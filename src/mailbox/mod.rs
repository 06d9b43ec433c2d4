//! Mailbox access: paged listing of unread mail, full fetch, mark-read.

pub mod gmail;

pub use gmail::GmailSource;

use async_trait::async_trait;
use futures::stream::{self, BoxStream, StreamExt, TryStreamExt};
use serde::{Deserialize, Serialize};

use crate::error::MailboxError;

/// Identifier of an unread message as returned by listing.
#[derive(Debug, Clone, PartialEq, Eq, Serialize, Deserialize)]
pub struct MessageRef {
    pub id: String,
    #[serde(default, skip_serializing_if = "Option::is_none")]
    pub thread_id: Option<String>,
}

impl MessageRef {
    pub fn new(id: impl Into<String>) -> Self {
        Self {
            id: id.into(),
            thread_id: None,
        }
    }
}

/// Full content of one message.
#[derive(Debug, Clone, PartialEq, Eq)]
pub struct Message {
    pub id: String,
    /// Raw `From` header (may include a display name and `<address>`).
    pub sender: String,
    pub subject: String,
    /// Short plain-text preview. May be empty.
    pub snippet: String,
    pub unread: bool,
}

/// One page of an unread listing.
#[derive(Debug, Clone, Default)]
pub struct UnreadPage {
    pub refs: Vec<MessageRef>,
    /// Token for the next page; `None` on the last page.
    pub next_page_token: Option<String>,
}

/// Read/mark access to a mailbox.
#[async_trait]
pub trait MessageSource: Send + Sync {
    /// Backend name for logging.
    fn name(&self) -> &str;

    /// Fetch one page of unread message ids.
    async fn list_unread_page(
        &self,
        page_size: u32,
        page_token: Option<&str>,
    ) -> Result<UnreadPage, MailboxError>;

    /// Fetch the full message. `NotFound` if it no longer exists.
    async fn fetch_full(&self, id: &str) -> Result<Message, MailboxError>;

    /// Clear the unread flag. Succeeds if the message is already read.
    async fn mark_read(&self, id: &str) -> Result<(), MailboxError>;
}

enum Cursor {
    Start,
    Next(String),
    Done,
}

/// Lazily page through every unread message id.
///
/// Pages are requested only as the stream is polled. Each call starts a
/// fresh listing of the mailbox's current state.
pub fn list_unread(
    source: &dyn MessageSource,
    page_size: u32,
) -> BoxStream<'_, Result<MessageRef, MailboxError>> {
    stream::try_unfold(Cursor::Start, move |cursor| async move {
        let token = match cursor {
            Cursor::Done => return Ok::<_, MailboxError>(None),
            Cursor::Start => None,
            Cursor::Next(token) => Some(token),
        };
        let page = source.list_unread_page(page_size, token.as_deref()).await?;
        let next = match page.next_page_token {
            Some(token) if !token.is_empty() => Cursor::Next(token),
            _ => Cursor::Done,
        };
        Ok::<_, MailboxError>(Some((
            stream::iter(page.refs.into_iter().map(Ok::<_, MailboxError>)),
            next,
        )))
    })
    .try_flatten()
    .boxed()
}

/// Collect the full unread listing.
pub async fn collect_unread(
    source: &dyn MessageSource,
    page_size: u32,
) -> Result<Vec<MessageRef>, MailboxError> {
    list_unread(source, page_size).try_collect().await
}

---

Try it: Repeat each record above precisely as written.

The completed task:
filename src/mailbox/mod.rs
repository 06d9b43ec433c2d4
//! Mailbox access: paged listing of unread mail, full fetch, mark-read.

pub mod gmail;

pub use gmail::GmailSource;

use async_trait::async_trait;
use futures::stream::{self, BoxStream, StreamExt, TryStreamExt};
use serde::{Deserialize, Serialize};

use crate::error::MailboxError;

/// Identifier of an unread message as returned by listing.
#[derive(Debug, Clone, PartialEq, Eq, Serialize, Deserialize)]
pub struct MessageRef {
    pub id: String,
    #[serde(default, skip_serializing_if = "Option::is_none")]
    pub thread_id: Option<String>,
}

impl MessageRef {
    pub fn new(id: impl Into<String>) -> Self {
        Self {
            id: id.into(),
            thread_id: None,
        }
    }
}

/// Full content of one message.
#[derive(Debug, Clone, PartialEq, Eq)]
pub struct Message {
    pub id: String,
    /// Raw `From` header (may include a display name and `<address>`).
    pub sender: String,
    pub subject: String,
    /// Short plain-text preview. May be empty.
    pub snippet: String,
    pub unread: bool,
}

/// One page of an unread listing.
#[derive(Debug, Clone, Default)]
pub struct UnreadPage {
    pub refs: Vec<MessageRef>,
    /// Token for the next page; `None` on the last page.
    pub next_page_token: Option<String>,
}

/// Read/mark access to a mailbox.
#[async_trait]
pub trait MessageSource: Send + Sync {
    /// Backend name for logging.
    fn name(&self) -> &str;

    /// Fetch one page of unread message ids.
    async fn list_unread_page(
        &self,
        page_size: u32,
        page_token: Option<&str>,
    ) -> Result<UnreadPage, MailboxError>;

    /// Fetch the full message. `NotFound` if it no longer exists.
    async fn fetch_full(&self, id: &str) -> Result<Message, MailboxError>;

    /// Clear the unread flag. Succeeds if the message is already read.
    async fn mark_read(&self, id: &str) -> Result<(), MailboxError>;
}

enum Cursor {
    Start,
    Next(String),
    Done,
}

/// Lazily page through every unread message id.
///
/// Pages are requested only as the stream is polled. Each call starts a
/// fresh listing of the mailbox's current state.
pub fn list_unread(
    source: &dyn MessageSource,
    page_size: u32,
) -> BoxStream<'_, Result<MessageRef, MailboxError>> {
    stream::try_unfold(Cursor::Start, move |cursor| async move {
        let token = match cursor {
            Cursor::Done => return Ok::<_, MailboxError>(None),
            Cursor::Start => None,
            Cursor::Next(token) => Some(token),
        };
        let page = source.list_unread_page(page_size, token.as_deref()).await?;
        let next = match page.next_page_token {
            Some(token) if !token.is_empty() => Cursor::Next(token),
            _ => Cursor::Done,
        };
        Ok::<_, MailboxError>(Some((
            stream::iter(page.refs.into_iter().map(Ok::<_, MailboxError>)),
            next,
        )))
    })
    .try_flatten()
    .boxed()
}

/// Collect the full unread listing.
pub async fn collect_unread(
    source: &dyn MessageSource,
    page_size: u32,
) -> Result<Vec<MessageRef>, MailboxError> {
    list_unread(source, page_size).try_collect().await
}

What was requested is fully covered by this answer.